SPD: Die Pandemie hat deutlich gemacht, dass die Europäische Union bei der Sicherstellung der Versorgung mit wichtigen Arzneimitteln vor einer wachsenden Herausforderung steht. Das Pharmapaket enthält Maßnahmen gegen Arzneimittelknappheit, zum Beispiel strengere Transparenz- und Meldepflichten für Hersteller und Großhändler. Besonders im Bereich der Lieferengpässe können wir als EU besser handeln. So fordern wir Sozialdemokrat:innen einen Gesetz über kritische Arzneimittel, um die Gesundheit der Bürger:innen im Einklang mit den strategischen Autonomiezielen der Union zu schützen. Das Gesetz soll als umfassender EU-Mechanismus zur aktiven Unterstützung der Produktion von Wirkstoffen und Fertigarzneimitteln in der Europäischen Union vorgelegt beitragen. Weiterhin sollten um bestimmten Engpässen entgegenzuwirken, Arzneimittel verwendet werden können, die in einer Apotheke für einen bestimmten Patienten nach ärztlicher Verschreibung nach einer „Formula magistralis“ zubereitet werden, oder die nach dem Arzneibuch nach einer „Formula officinalis“ zubereitet werden und zur unmittelbaren Abgabe an die Patienten bestimmt sind, die Kunden dieser Apotheke sind.

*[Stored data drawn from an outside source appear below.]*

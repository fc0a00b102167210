use super::model::AuthenticatedUser;
use crate::core::error::AppError;
use jsonwebtoken::{decode, decode_header, Algorithm, DecodingKey, Validation};
use serde::Deserialize;
use std::time::Duration;

/// Verifies HS256 session tokens issued by the sign-in service
pub struct JwtValidator {
    decoding_key: DecodingKey,
    leeway: u64,
}

#[derive(Debug, Clone, Deserialize)]
struct Claims {
    sub: String,
    #[serde(rename = "exp")]
    _exp: u64,
    #[serde(default)]
    roles: Vec<String>,
}

impl JwtValidator {
    pub fn new(secret: &str, leeway: Duration) -> Self {
        Self {
            decoding_key: DecodingKey::from_secret(secret.as_bytes()),
            leeway: leeway.as_secs(),
        }
    }

    pub fn validate_token(&self, token: &str) -> Result<AuthenticatedUser, AppError> {
        let header = decode_header(token).map_err(|e| AppError::Unauthorized(e.to_string()))?;

        if header.alg != Algorithm::HS256 {
            return Err(AppError::Unauthorized(format!(
                "Unsupported algorithm: {:?}. Only HS256 is allowed",
                header.alg
            )));
        }

        let mut validation = Validation::new(Algorithm::HS256);
        validation.leeway = self.leeway;
        validation.validate_nbf = true;
        validation.validate_aud = false;

        let token_data = decode::<Claims>(token, &self.decoding_key, &validation)
            .map_err(|e| AppError::Unauthorized(e.to_string()))?;

        let claims = token_data.claims;
        if claims.sub.is_empty() {
            return Err(AppError::Unauthorized("Token has no subject".to_string()));
        }

        Ok(AuthenticatedUser {
            sub: claims.sub,
            roles: claims.roles,
        })
    }
}

#[cfg(test)]
mod tests {
    use super::*;
    use jsonwebtoken::{encode, EncodingKey, Header};
    use serde::Serialize;

    const SECRET: &str = "test-secret";

    #[derive(Serialize)]
    struct TestClaims<'a> {
        sub: &'a str,
        exp: u64,
        roles: Vec<&'a str>,
    }

    fn token(secret: &str, exp: u64, roles: Vec<&str>) -> String {
        let claims = TestClaims {
            sub: "user-1",
            exp,
            roles,
        };
        encode(
            &Header::new(Algorithm::HS256),
            &claims,
            &EncodingKey::from_secret(secret.as_bytes()),
        )
        .unwrap()
    }

    fn future_exp() -> u64 {
        (chrono::Utc::now().timestamp() + 3600) as u64
    }

    #[test]
    fn test_valid_token() {
        let validator = JwtValidator::new(SECRET, Duration::from_secs(0));
        let user = validator
            .validate_token(&token(SECRET, future_exp(), vec!["admin"]))
            .unwrap();
        assert_eq!(user.sub, "user-1");
        assert!(user.is_admin());
    }

    #[test]
    fn test_wrong_secret_rejected() {
        let validator = JwtValidator::new(SECRET, Duration::from_secs(0));
        let result = validator.validate_token(&token("other", future_exp(), vec![]));
        assert!(matches!(result, Err(AppError::Unauthorized(_))));
    }

    #[test]
    fn test_expired_token_rejected() {
        let validator = JwtValidator::new(SECRET, Duration::from_secs(0));
        let expired = (chrono::Utc::now().timestamp() - 3600) as u64;
        let result = validator.validate_token(&token(SECRET, expired, vec![]));
        assert!(matches!(result, Err(AppError::Unauthorized(_))));
    }

    #[test]
    fn test_garbage_rejected() {
        let validator = JwtValidator::new(SECRET, Duration::from_secs(0));
        assert!(validator.validate_token("not-a-token").is_err());
    }
}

FDP: Wir Freie Demokraten halten es insgesamt für sinnvoll, die Bedeutung des europäischen Binnenmarktes für verstärkte gemeinsame Beschaffung im medizinischen Bereich zu nutzen, um die Versorgungssicherheit zu gewährleisten. Wir treten dafür ein, die Produktion von Arzneimitteln innerhalb der Europäischen Union grundlegend zu stärken. Zulassungsverfahren für Medikamente und Medizinprodukte wollen wir vereinfachen und beschleunigen, ohne Kompromisse bei der Patientensicherheit zu machen. Darüber hinaus gilt es für uns, Lieferketten zu diversifizieren und Abhängigkeiten von Drittstaaten bei der Versorgung mit Wirk-, Hilfs- und Rohstoffen zu verringern. Die Voraussetzungen dafür wollen wir auf europäischer wie nationaler Ebene schaffen.

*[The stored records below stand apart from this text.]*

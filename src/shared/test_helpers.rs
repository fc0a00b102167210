#[cfg(test)]
use crate::features::auth::model::AuthenticatedUser;

#[cfg(test)]
use axum::{extract::Request, middleware::Next, Router};

/// Attach `user` to every request, as the auth middleware would after
/// verifying a bearer token
#[cfg(test)]
pub fn with_user(router: Router, user: AuthenticatedUser) -> Router {
    router.layer(axum::middleware::from_fn(
        move |mut request: Request, next: Next| {
            let user = user.clone();
            async move {
                request.extensions_mut().insert(user);
                next.run(request).await
            }
        },
    ))
}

DIE LINKE: Eine Ursache für Arzneimittelengpässe ist, dass die Pharmaindustrie die Produktion von Arzneimitteln und Zusatzstoffen aus wirtschaftlichen Gründen verlagert. Wenn die Liefer- und Produktionsketten brechen, entstehen Lücken in der Versorgung. Wir wollen regionale Wirtschaftskreisläufe stärken. Das macht die Arzneimittelversorgung in der EU sicherer und die EU unabhängiger. In der EU-Arzneimittelstrategie muss sichere Versorgung im Vordergrund stehen. Die Linke setzt sich bei den Verhandlungen zum EU-Gemeinschaftskodex für Humanarzneimittel dafür ein, dass die Sicherstellung der Arzneimittelversorgung als wichtige Gemeinwohlaufgabe der Mitgliedstaaten definiert wird. Das muss im EU-Recht Vorrang gegenüber dem freien Binnenmarkt haben. Anreize zur Verlagerung von Produktionskapazitäten müssen durch Auflagen für Versorgungssicherheit flankiert werden (Diversifizierung von Herstellungs- und Zulieferunternehmen, robuste Lieferketten etc.). Arzneimittel werden oft aus Niedrigpreisländern in Hochpreisländer importiert, was in den Exportländern die Versorgungssicherheit gefährdet. Mitgliedstaaten der EU müssen das unterbinden können.